Parametric polymorphism vs Ad-hoc polymorphism

Ilya Lakhin picture Ilya Lakhin · Jul 18, 2011 · Viewed 19.4k times · Source

I would like to understand the key difference between parametric polymorphism such as polymorphism of generic classes/functions in the Java/Scala/C++ languages and "ad-hoc" polymorphism in the Haskell type system. I'm familiar with the first kind of languages, but I have never worked with the Haskell.

More precisely:

  1. How is type inference algorithm e.g. in Java different from the type inference in Haskell?
  2. Please, give me an example of the situation where something can be written in Java/Scala but can not be written in Haskell(according to the modular features of these platforms too), and vice-versa.

Thanks in advance.

Answer

Francois G picture Francois G · Jul 30, 2011

As per the TAPL, §23.2:

Parametric polymorphism (...), allows a single piece of code to be typed “generically,” using variables in place of actual types, and then instantiated with particular types as needed. Parametric definitions are uniform: all of their instances behave the same. (...)

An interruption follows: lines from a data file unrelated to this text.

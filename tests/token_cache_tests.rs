// SPDX-License-Identifier: MIT
// Copyright 2026 Roland Dreier <roland@rolandd.dev>

//! Tests for credential bootstrap and the on-disk token cache.

use chrono::Utc;
use garmin_heatmap::error::Error;
use garmin_heatmap::services::{obtain_session, Credentials, SessionSource, TokenStore};

mod common;
use common::{token, FakeApi};

fn credentials() -> Credentials {
    Credentials::new(
        Some("runner@example.com".to_string()),
        Some("hunter2".to_string()),
    )
}

#[tokio::test]
async fn test_cached_token_skips_login() {
    let dir = tempfile::tempdir().unwrap();
    let store = TokenStore::new(dir.path().join("tokens.json"));
    store.save(&token("cached-token")).unwrap();

    let api = FakeApi::default();
    let session = obtain_session(&api, &store, &Credentials::default())
        .await
        .unwrap();

    assert_eq!(session.source, SessionSource::Cached);
    assert_eq!(session.token.access_token, "cached-token");
    assert_eq!(api.login_calls.get(), 0, "Login must not be attempted");
    assert_eq!(api.resume_calls.get(), 1);
}

#[tokio::test]
async fn test_missing_token_and_credentials_fails_before_network() {
    let dir = tempfile::tempdir().unwrap();
    let store = TokenStore::new(dir.path().join("tokens.json"));

    let api = FakeApi::default();
    let err = obtain_session(&api, &store, &Credentials::default())
        .await
        .unwrap_err();

    assert!(matches!(err, Error::MissingCredentials));
    assert_eq!(api.network_calls(), 0);
}

#[tokio::test]
async fn test_login_persists_token() {
    let dir = tempfile::tempdir().unwrap();
    let path = dir.path().join("nested").join("tokens.json");
    let store = TokenStore::new(&path);

    let api = FakeApi::default();
    let session = obtain_session(&api, &store, &credentials()).await.unwrap();

    assert_eq!(session.source, SessionSource::Login);
    assert_eq!(api.login_calls.get(), 1);
    assert!(path.exists(), "Token file should be written after login");

    let reloaded = store.load().unwrap().expect("Token should round-trip");
    assert_eq!(reloaded, session.token);

    #[cfg(unix)]
    {
        use std::os::unix::fs::PermissionsExt;
        let mode = std::fs::metadata(&path).unwrap().permissions().mode();
        assert_eq!(mode & 0o777, 0o600);
    }
}

#[tokio::test]
async fn test_rejected_token_falls_back_to_login() {
    let dir = tempfile::tempdir().unwrap();
    let store = TokenStore::new(dir.path().join("tokens.json"));
    store.save(&token("revoked-token")).unwrap();

    let api = FakeApi {
        reject_cached_token: true,
        ..FakeApi::default()
    };
    let session = obtain_session(&api, &store, &credentials()).await.unwrap();

    assert_eq!(session.source, SessionSource::Login);
    assert_eq!(session.token.access_token, "fresh-token");
    assert_eq!(
        store.load().unwrap().unwrap().access_token,
        "fresh-token",
        "Cache should hold the new token"
    );
}

#[tokio::test]
async fn test_rejected_token_without_credentials_is_config_error() {
    let dir = tempfile::tempdir().unwrap();
    let store = TokenStore::new(dir.path().join("tokens.json"));
    store.save(&token("revoked-token")).unwrap();

    let api = FakeApi {
        reject_cached_token: true,
        ..FakeApi::default()
    };
    let err = obtain_session(&api, &store, &Credentials::default())
        .await
        .unwrap_err();

    assert!(matches!(err, Error::MissingCredentials));
    assert_eq!(api.login_calls.get(), 0);
}

#[tokio::test]
async fn test_expired_token_is_not_resumed() {
    let dir = tempfile::tempdir().unwrap();
    let store = TokenStore::new(dir.path().join("tokens.json"));
    let mut expired = token("old-token");
    expired.expires_at = Some(Utc::now() - chrono::Duration::hours(1));
    store.save(&expired).unwrap();

    let api = FakeApi::default();
    let session = obtain_session(&api, &store, &credentials()).await.unwrap();

    assert_eq!(session.source, SessionSource::Login);
    assert_eq!(api.resume_calls.get(), 0);
}

#[tokio::test]
async fn test_corrupt_token_file_is_treated_as_absent() {
    let dir = tempfile::tempdir().unwrap();
    let path = dir.path().join("tokens.json");
    std::fs::write(&path, "not json at all").unwrap();
    let store = TokenStore::new(&path);

    assert!(store.load().unwrap().is_none());

    let api = FakeApi::default();
    let err = obtain_session(&api, &store, &Credentials::default())
        .await
        .unwrap_err();
    assert!(matches!(err, Error::MissingCredentials));
}

#[test]
fn test_directory_token_path_uses_file_inside() {
    let dir = tempfile::tempdir().unwrap();
    let store = TokenStore::new(dir.path());

    assert_eq!(store.path(), dir.path().join("oauth2_token.json"));
    store.save(&token("in-dir")).unwrap();
    assert_eq!(store.load().unwrap().unwrap().access_token, "in-dir");
}

#[cfg(unix)]
#[test]
fn test_save_restricts_existing_world_readable_file() {
    use std::os::unix::fs::PermissionsExt;

    let dir = tempfile::tempdir().unwrap();
    let path = dir.path().join("tokens.json");
    std::fs::write(&path, "stale contents that are longer than a token").unwrap();
    std::fs::set_permissions(&path, std::fs::Permissions::from_mode(0o644)).unwrap();

    let store = TokenStore::new(&path);
    store.save(&token("fresh")).unwrap();

    let mode = std::fs::metadata(&path).unwrap().permissions().mode();
    assert_eq!(mode & 0o777, 0o600);
    assert_eq!(store.load().unwrap().unwrap().access_token, "fresh");
}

Ad-hoc polymorphism, by contrast, allows a polymorphic value to exhibit different behaviors when “viewed” at different types. The most common example of ad-hoc polymorphism is overloading, which associates a single function symbol with many implementations; the compiler (or the runtime system, depending on whether overloading resolution is static or dynamic) chooses an appropriate implementation for each application of the function, based on the types of the arguments.

So, if you consider successive stages of history, non-generic official Java (a.k.a pre-J2SE 5.0, bef. sept. 2004) had ad-hoc polymorphism - so you could overload a method - but not parametric polymorphism, so you couldn't write a generic method. Afterwards you could do both, of course.

By comparison, since its very beginning in 1990, Haskell was parametrically polymorphic, meaning you could write:

swap :: (A; B) -> (B; A)
swap (x; y) = (y; x)

where A and B are type variables can be instantiated to all types, without assumptions.

But there was no preexisting construct giving ad-hoc polymorphism, which intends to let you write functions that apply to several, but not all types. Type classes were implemented as a way of achieving this goal.

They let you describe a class (something akin to a Java interface), giving the type signature of the functions you want implemented for your generic type. Then you can register some (and hopefully, several) instances matching this class. In the meantime, you can write a generic method such as :

between :: (Ord a)  a -> a -> a -> Bool
between x y z = x ≤ y ^ y ≤ z

where the Ord is the class that defines the function (_ ≤ _). When used, (between "abc" "d" "ghi") is resolved statically to select the right instance for strings (rather than e.g. integers) - exactly at the moment when (Java's) method overloading would.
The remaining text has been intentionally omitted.